What is needed:
Copy, from the entries below, each line where the word "json" can be found.

[Dataset entries]
* * * * *
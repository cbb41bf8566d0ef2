// SPDX-License-Identifier: BUSL-1.1
// Copyright (c) 2026 Alfred Jean LLC

//! Tests for sectioned help output and colorization.

use super::*;

// ============================================================================
// Plain Text Tests
// ============================================================================

#[test]
fn commands_returns_plain_text() {
    let result = commands();
    assert!(!result.contains("\x1b["), "commands() should not contain ANSI codes");
}

#[test]
fn template_returns_plain_text() {
    let result = template();
    assert!(!result.contains("\x1b["), "template() should not contain ANSI codes");
}

#[test]
fn after_help_returns_plain_text() {
    let result = after_help();
    assert!(!result.contains("\x1b["), "after_help() should not contain ANSI codes");
}

// ============================================================================
// Section Content Tests
// ============================================================================

#[test]
fn commands_has_tasks_section() {
    let result = commands();
    assert!(result.contains("Tasks:"), "Should have Tasks section");
    for name in ["board", "list", "show", "create", "update", "execute", "retry", "status", "pin", "close", "delete", "logs"] {
        assert!(result.contains(&format!("  {name}")), "Tasks section should contain {name}");
    }
}

#[test]
fn commands_has_events_section() {
    let result = commands();
    assert!(result.contains("Events:"), "Should have Events section");
    assert!(result.contains("  events"), "Events section should contain events");
}

#[test]
fn commands_has_system_section() {
    let result = commands();
    assert!(result.contains("System:"), "Should have System section");
    assert!(result.contains("  daemon"), "System section should contain daemon");
}

// ============================================================================
// Colorization Tests
// ============================================================================

#[test]
fn colorize_help_applies_header_color() {
    let result = colorize_help("Tasks:");
    assert!(
        result.contains(&format!("{}Tasks:{}", fg256(color::codes::HEADER), RESET)),
        "Section header should be HEADER colored in:\n{result}"
    );
}

#[test]
fn colorize_help_applies_usage_color() {
    let result = colorize_help("Usage: ty [OPTIONS] [COMMAND]");
    assert!(
        result.contains(&format!("{}Usage:{}", fg256(color::codes::HEADER), RESET)),
        "Usage: should be HEADER colored in:\n{result}"
    );
}

#[test]
fn colorize_help_applies_literal_to_commands() {
    let result = colorize_help("  board       Show the task board");
    assert!(
        result.contains(&format!("{}board{}", fg256(color::codes::LITERAL), RESET)),
        "Command name should be LITERAL colored in:\n{result}"
    );
}

#[test]
fn colorize_help_applies_literal_to_option_flags() {
    let result = colorize_help("  -o, --output <OUTPUT>    Output format [default: text]");
    assert!(
        result.contains(&format!("{}-o{}", fg256(color::codes::LITERAL), RESET)),
        "Short flag should be LITERAL colored in:\n{result}"
    );
    assert!(
        result.contains(&format!("{}--output{}", fg256(color::codes::LITERAL), RESET)),
        "Long flag should be LITERAL colored in:\n{result}"
    );
}

#[test]
fn colorize_help_applies_context_to_placeholders() {
    let result = colorize_help("  -o, --output <OUTPUT>    Output format");
    assert!(
        result.contains(&format!("{}<OUTPUT>{}", fg256(color::codes::CONTEXT), RESET)),
        "Placeholder should be CONTEXT colored in:\n{result}"
    );
}

#[test]
fn colorize_help_applies_context_to_defaults() {
    let result = colorize_help(
        "  -o, --output <OUTPUT>    Output format [default: text] [possible values: text, json]",
    );
    assert!(
        result.contains(&format!("{}[default: text]{}", fg256(color::codes::CONTEXT), RESET)),
        "[default: text] should be CONTEXT colored in:\n{result}"
    );
    assert!(
        result.contains(&format!(
            "{}[possible values: text, json]{}",
            fg256(color::codes::CONTEXT),
            RESET
        )),
        "[possible values: ...] should be CONTEXT colored in:\n{result}"
    );
}

#[test]
fn colorize_help_skips_existing_ansi() {
    let input = "\x1b[38;5;74mAlready Colored\x1b[0m";
    let result = colorize_help(input);
    assert_eq!(result, input, "Existing ANSI codes should be preserved");
}

#[test]
fn colorize_help_handles_mixed_content() {
    let input = "\
Tasks:
  board       Show the task board
  status      Set a task's status directly

Options:
  -o, --output <OUTPUT>    Output format [default: text]";

    let result = colorize_help(input);

    assert!(
        result.contains(&format!("{}Tasks:{}", fg256(color::codes::HEADER), RESET)),
        "Tasks header should be colored"
    );
    assert!(
        result.contains(&format!("{}Options:{}", fg256(color::codes::HEADER), RESET)),
        "Options header should be colored"
    );
    assert!(
        result.contains(&format!("{}board{}", fg256(color::codes::LITERAL), RESET)),
        "board command should be colored"
    );
    assert!(
        result.contains(&format!("{}--output{}", fg256(color::codes::LITERAL), RESET)),
        "--output flag should be colored"
    );
}

// ============================================================================
// Format Help Tests
// ============================================================================

#[test]
fn format_help_produces_output() {
    let help = format_help(crate::cli_command());
    assert!(!help.is_empty(), "format_help should produce output");
}

#[test]
fn format_help_ends_with_newline() {
    let help = format_help(crate::cli_command());
    assert!(help.ends_with('\n'), "Help should end with newline");
}

// ============================================================================
// Subcommand Help Tests
// ============================================================================

/// Subcommand help must go through format_help (which forces Styles::plain()
/// before write_help, then applies colorize_help) rather than using clap's
/// default styled output. This test catches the bug where cloned subcommands
/// lost the parent's Styles::plain() and fell back to clap's default colored
/// styles.
#[test]
fn subcommand_help_uses_plain_base() {
    let cmd = crate::cli_command();
    let events = crate::find_subcommand(cmd, &["events"]);
    let mut plain = events.styles(styles());
    let mut buf = Vec::new();
    plain.write_help(&mut buf).unwrap();
    let raw = String::from_utf8(buf).unwrap();
    assert!(
        !raw.contains("\x1b["),
        "write_help with Styles::plain() should not contain ANSI codes;\n\
         clap's default styles must not leak through.\nGot:\n{raw}"
    );
}

#[test]
fn subcommand_help_contains_expected_content() {
    let cmd = crate::cli_command();
    let events = crate::find_subcommand(cmd, &["events"]);
    let help = format_help(events);
    assert!(help.contains("Usage:"), "events help should contain Usage line, got:\n{help}");
}

// ============================================================================
// Command Coverage Tests
// ============================================================================

/// Every top-level subcommand clap knows about must be listed somewhere in
/// commands(), so `ty --help` never silently omits one.
#[test]
fn all_top_level_commands_are_listed() {
    let cmd = crate::cli_command();
    let result = commands();
    for sub in cmd.get_subcommands() {
        let name = sub.get_name();
        assert!(
            result.contains(&format!("  {name}")),
            "commands() is missing top-level subcommand {name}"
        );
    }
}
// SPDX-License-Identifier: BUSL-1.1
// Copyright (c) 2026 Alfred Jean LLC

use super::*;

#[test]
fn attachment_id_displays_as_bare_integer() {
    assert_eq!(AttachmentId(42).to_string(), "42");
}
* * * * *
Written solution:
        "  -o, --output <OUTPUT>    Output format [default: text] [possible values: text, json]",
            "{}[possible values: text, json]{}",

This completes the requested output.